Right now there are three implementations of XML-RPC for tcl/ACS. There's Steve Ball's, there's Aaron's/Dave Bauer's, and there's Hafeez Bana's. Regrettably, not a one of them has written any documentation on how to use their package. They all apparently encourage others to use their package and document it. Today, I'm staring at all three packages trying to determine which is most apropos for my work.
I wish, I just wish, there was some way I could get them all collaborating and discussing in a focused manner in their own section of this site. They are far smarter than I. They know alot more about how to put these packages together and how to turn XML-RPC into SOAP than I. And I would like to participate in that project. But I wish that project could have come about naturally on its own back in February when Dave and Hafeez apparently started simultaneous projects not knowing the other existed. I wish they could have mentioned it in one message, agreed in another, and then visited openacs.org/project/new.tcl, without having to ask you for approval or asking you for your time.
So I'm not sanguine about the outcome of my putting up a wiki at my site. Not enough traffic to test or convince or learn, and just not enough reasons for folks to try it out. And for gosh sakes, I'm at the tail end of a DSL Line in PG&E's block 14, and that's better than many developers here, who have no machines on the net, just a dial up line and an interest in participating. I gave one of those guys some space on my machine. He may not know it, but he took my machine down once or twice. But he won a(d) prize, and he's touring Boston.

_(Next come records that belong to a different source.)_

//! Article data model and the in-memory collection store.
//!
//! The store is the single owner of the article list; the UI reads
//! snapshots through borrows and mutates only through the operations here.
//! Replace/remove report an explicit [`StoreOutcome`] instead of silently
//! ignoring an unknown id.

use std::fmt;
use std::str::FromStr;

use serde::{Deserialize, Serialize};

/// Maximum title length accepted by the form.
pub const TITLE_MAX_LEN: usize = 50;
/// Maximum body text length accepted by the form.
pub const TEXT_MAX_LEN: usize = 200;

/// Fixed topic set served by the backend.
#[derive(Debug, Clone, Copy, PartialEq, Eq, Serialize, Deserialize)]
pub enum Topic {
    JavaScript,
    React,
    Node,
}

impl Topic {
    /// Returns all topics for iteration (e.g., in the form's picker).
    pub fn all() -> &'static [Topic] {
        &[Topic::JavaScript, Topic::React, Topic::Node]
    }

    pub fn as_str(&self) -> &'static str {
        match self {
            Topic::JavaScript => "JavaScript",
            Topic::React => "React",
            Topic::Node => "Node",
        }
    }
}

impl fmt::Display for Topic {
    fn fmt(&self, f: &mut fmt::Formatter<'_>) -> fmt::Result {
        f.write_str(self.as_str())
    }
}

impl FromStr for Topic {
    type Err = String;

    fn from_str(value: &str) -> Result<Self, Self::Err> {
        match value {
            "JavaScript" => Ok(Topic::JavaScript),
            "React" => Ok(Topic::React),
            "Node" => Ok(Topic::Node),
            _ => Err(format!("Unknown topic: {value}")),
        }
    }
}

/// An article as served by the backend.
///
/// `article_id` is server-assigned, immutable, and unique within the
/// collection.
#[derive(Debug, Clone, PartialEq, Eq, Serialize, Deserialize)]
pub struct Article {
    pub article_id: u64,
    pub title: String,
    pub text: String,
    pub topic: Topic,
}

/// Form payload for create/update requests.
#[derive(Debug, Clone, Default, Serialize)]
pub struct ArticleDraft {
    pub title: String,
    pub text: String,
    pub topic: Option<Topic>,
}

impl ArticleDraft {
    /// Returns true when the draft can be submitted: title and text present
    /// (after trimming) and within length caps, topic chosen.
    ///
    /// Length caps match the form's input limits; the server is the real
    /// authority and re-checks on its side.
    pub fn is_submittable(&self) -> bool {
        let title = self.title.trim();
        let text = self.text.trim();
        !title.is_empty()
            && title.chars().count() <= TITLE_MAX_LEN
            && !text.is_empty()
            && text.chars().count() <= TEXT_MAX_LEN
            && self.topic.is_some()
    }

    /// Creates a draft pre-filled from an existing article (edit mode).
    pub fn from_article(article: &Article) -> Self {
        Self {
            title: article.title.clone(),
            text: article.text.clone(),
            topic: Some(article.topic),
        }
    }
}

/// Validated request body for create/update endpoints.
#[derive(Debug, Clone, PartialEq, Eq, Serialize)]
pub struct ArticlePayload {
    pub title: String,
    pub text: String,
    pub topic: Topic,
}

impl ArticleDraft {
    /// Converts the draft into a wire payload, trimming title/text.
    /// Returns `None` when the draft is not submittable.
    pub fn to_payload(&self) -> Option<ArticlePayload> {
        if !self.is_submittable() {
            return None;
        }
        Some(ArticlePayload {
            title: self.title.trim().to_string(),
            text: self.text.trim().to_string(),
            topic: self.topic?,
        })
    }
}

/// Result of a store mutation that targets an id.
#[derive(Debug, Clone, Copy, PartialEq, Eq)]
pub enum StoreOutcome {
    /// The targeted article was found and the mutation applied.
    Applied,
    /// No article with the given id exists; state is unchanged.
    NotFound,
}

/// Ordered, in-memory article collection.
#[derive(Debug, Clone, Default)]
pub struct ArticleStore {
    items: Vec<Article>,
}

impl ArticleStore {
    pub fn new() -> Self {
        Self::default()
    }

    /// Replaces the entire collection, preserving server order.
    pub fn load(&mut self, items: Vec<Article>) {
        self.items = items;
    }

    /// Appends an article. Id uniqueness is guaranteed by the server and
    /// not re-checked here.
    pub fn insert(&mut self, item: Article) {
        self.items.push(item);
    }

    /// Replaces the article with a matching id in place, preserving its
    /// position in the sequence.
    pub fn replace_by_id(&mut self, id: u64, item: Article) -> StoreOutcome {
        match self.items.iter_mut().find(|a| a.article_id == id) {
            Some(slot) => {
                *slot = item;
                StoreOutcome::Applied
            }
            None => StoreOutcome::NotFound,
        }
    }

    /// Removes the article with a matching id.
    pub fn remove_by_id(&mut self, id: u64) -> StoreOutcome {
        let before = self.items.len();
        self.items.retain(|a| a.article_id != id);
        if self.items.len() < before {
            StoreOutcome::Applied
        } else {
            StoreOutcome::NotFound
        }
    }

    pub fn get(&self, id: u64) -> Option<&Article> {
        self.items.iter().find(|a| a.article_id == id)
    }

    pub fn items(&self) -> &[Article] {
        &self.items
    }

    pub fn len(&self) -> usize {
        self.items.len()
    }

    pub fn is_empty(&self) -> bool {
        self.items.is_empty()
    }
}

/// The article currently selected for editing, or none (create mode).
///
/// A target that no longer resolves to a stored article (e.g. after a
/// concurrent delete) behaves exactly like no target: there is a single
/// "no target" sentinel, `None`.
#[derive(Debug, Clone, Copy, Default, PartialEq, Eq)]
pub struct EditTarget {
    id: Option<u64>,
}

impl EditTarget {
    pub fn select(&mut self, id: u64) {
        self.id = Some(id);
    }

    pub fn clear(&mut self) {
        self.id = None;
    }

    pub fn id(&self) -> Option<u64> {
        self.id
    }

    /// Returns true when no article is targeted (create mode).
    pub fn is_create_mode(&self, store: &ArticleStore) -> bool {
        self.current_article(store).is_none()
    }

    /// Resolves the target against the store. Stale targets yield `None`.
    pub fn current_article<'a>(&self, store: &'a ArticleStore) -> Option<&'a Article> {
        self.id.and_then(|id| store.get(id))
    }
}

#[cfg(test)]
mod tests {
    use super::*;

    fn article(id: u64, title: &str) -> Article {
        Article {
            article_id: id,
            title: title.to_string(),
            text: format!("text for {title}"),
            topic: Topic::React,
        }
    }

    #[test]
    fn test_topic_parse_and_serialize() {
        assert_eq!(Topic::from_str("JavaScript").unwrap(), Topic::JavaScript);
        assert_eq!(Topic::from_str("Node").unwrap(), Topic::Node);
        assert!(Topic::from_str("Rust").is_err());

        let json = serde_json::to_string(&Topic::React).unwrap();
        assert_eq!(json, "\"React\"");
    }

    #[test]
    fn test_load_replaces_everything() {
        let mut store = ArticleStore::new();
        store.load(vec![article(1, "old")]);
        store.load(vec![article(2, "a"), article(3, "b")]);

        let ids: Vec<u64> = store.items().iter().map(|a| a.article_id).collect();
        assert_eq!(ids, vec![2, 3]);
    }

    #[test]
    fn test_replace_by_id_preserves_position() {
        let mut store = ArticleStore::new();
        store.load(vec![article(1, "a"), article(2, "b"), article(3, "c")]);

        let outcome = store.replace_by_id(2, article(2, "b2"));
        assert_eq!(outcome, StoreOutcome::Applied);

        let titles: Vec<&str> = store.items().iter().map(|a| a.title.as_str()).collect();
        assert_eq!(titles, vec!["a", "b2", "c"]);
    }

    #[test]
    fn test_replace_missing_id_is_explicit() {
        let mut store = ArticleStore::new();
        store.load(vec![article(1, "a")]);

        assert_eq!(
            store.replace_by_id(99, article(99, "ghost")),
            StoreOutcome::NotFound
        );
        assert_eq!(store.len(), 1);
        assert_eq!(store.items()[0].title, "a");
    }

    #[test]
    fn test_remove_by_id() {
        let mut store = ArticleStore::new();
        store.load(vec![article(1, "a"), article(2, "b")]);

        assert_eq!(store.remove_by_id(1), StoreOutcome::Applied);
        let ids: Vec<u64> = store.items().iter().map(|a| a.article_id).collect();
        assert_eq!(ids, vec![2]);

        assert_eq!(store.remove_by_id(1), StoreOutcome::NotFound);
        assert_eq!(store.len(), 1);
    }

    #[test]
    fn test_stale_edit_target_resolves_to_none() {
        let mut store = ArticleStore::new();
        store.load(vec![article(1, "a")]);

        let mut target = EditTarget::default();
        target.select(1);
        assert!(target.current_article(&store).is_some());

        store.remove_by_id(1);
        assert!(target.current_article(&store).is_none());
        assert!(target.is_create_mode(&store));
    }

    #[test]
    fn test_draft_submit_gating() {
        let mut draft = ArticleDraft::default();
        assert!(!draft.is_submittable());

        draft.title = "Hello".to_string();
        draft.text = "World".to_string();
        assert!(!draft.is_submittable(), "topic still missing");

        draft.topic = Some(Topic::Node);
        assert!(draft.is_submittable());

        draft.title = " ".to_string();
        assert!(!draft.is_submittable(), "whitespace-only title");

        draft.title = "x".repeat(TITLE_MAX_LEN + 1);
        assert!(!draft.is_submittable(), "title over cap");
    }
}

Plus the time and resources issue. I'd like to see what happens with a wiki, and I know I'm not the only one around here to do so. But I am frying other fish, and I'd love the ability for any of us to suggest something and let others run with it in a supported fashion, on this site.
Jakarta. I'd like jakarta. I'd like the reputation of jakarta. I'd like the experimentation of jakarta. I'd like the functionality of jakarta. I'd like the network effects of jakarta.
Oh. Damn. Moments before clicking on confirm, you send me an email graciously asking me to try and resolve the issues. So what do I do with this?
Well, I don't have the answers. I really and truly believe that now is the time to cons a steering committee, to cons up a process. It's not a lose, it's really a win.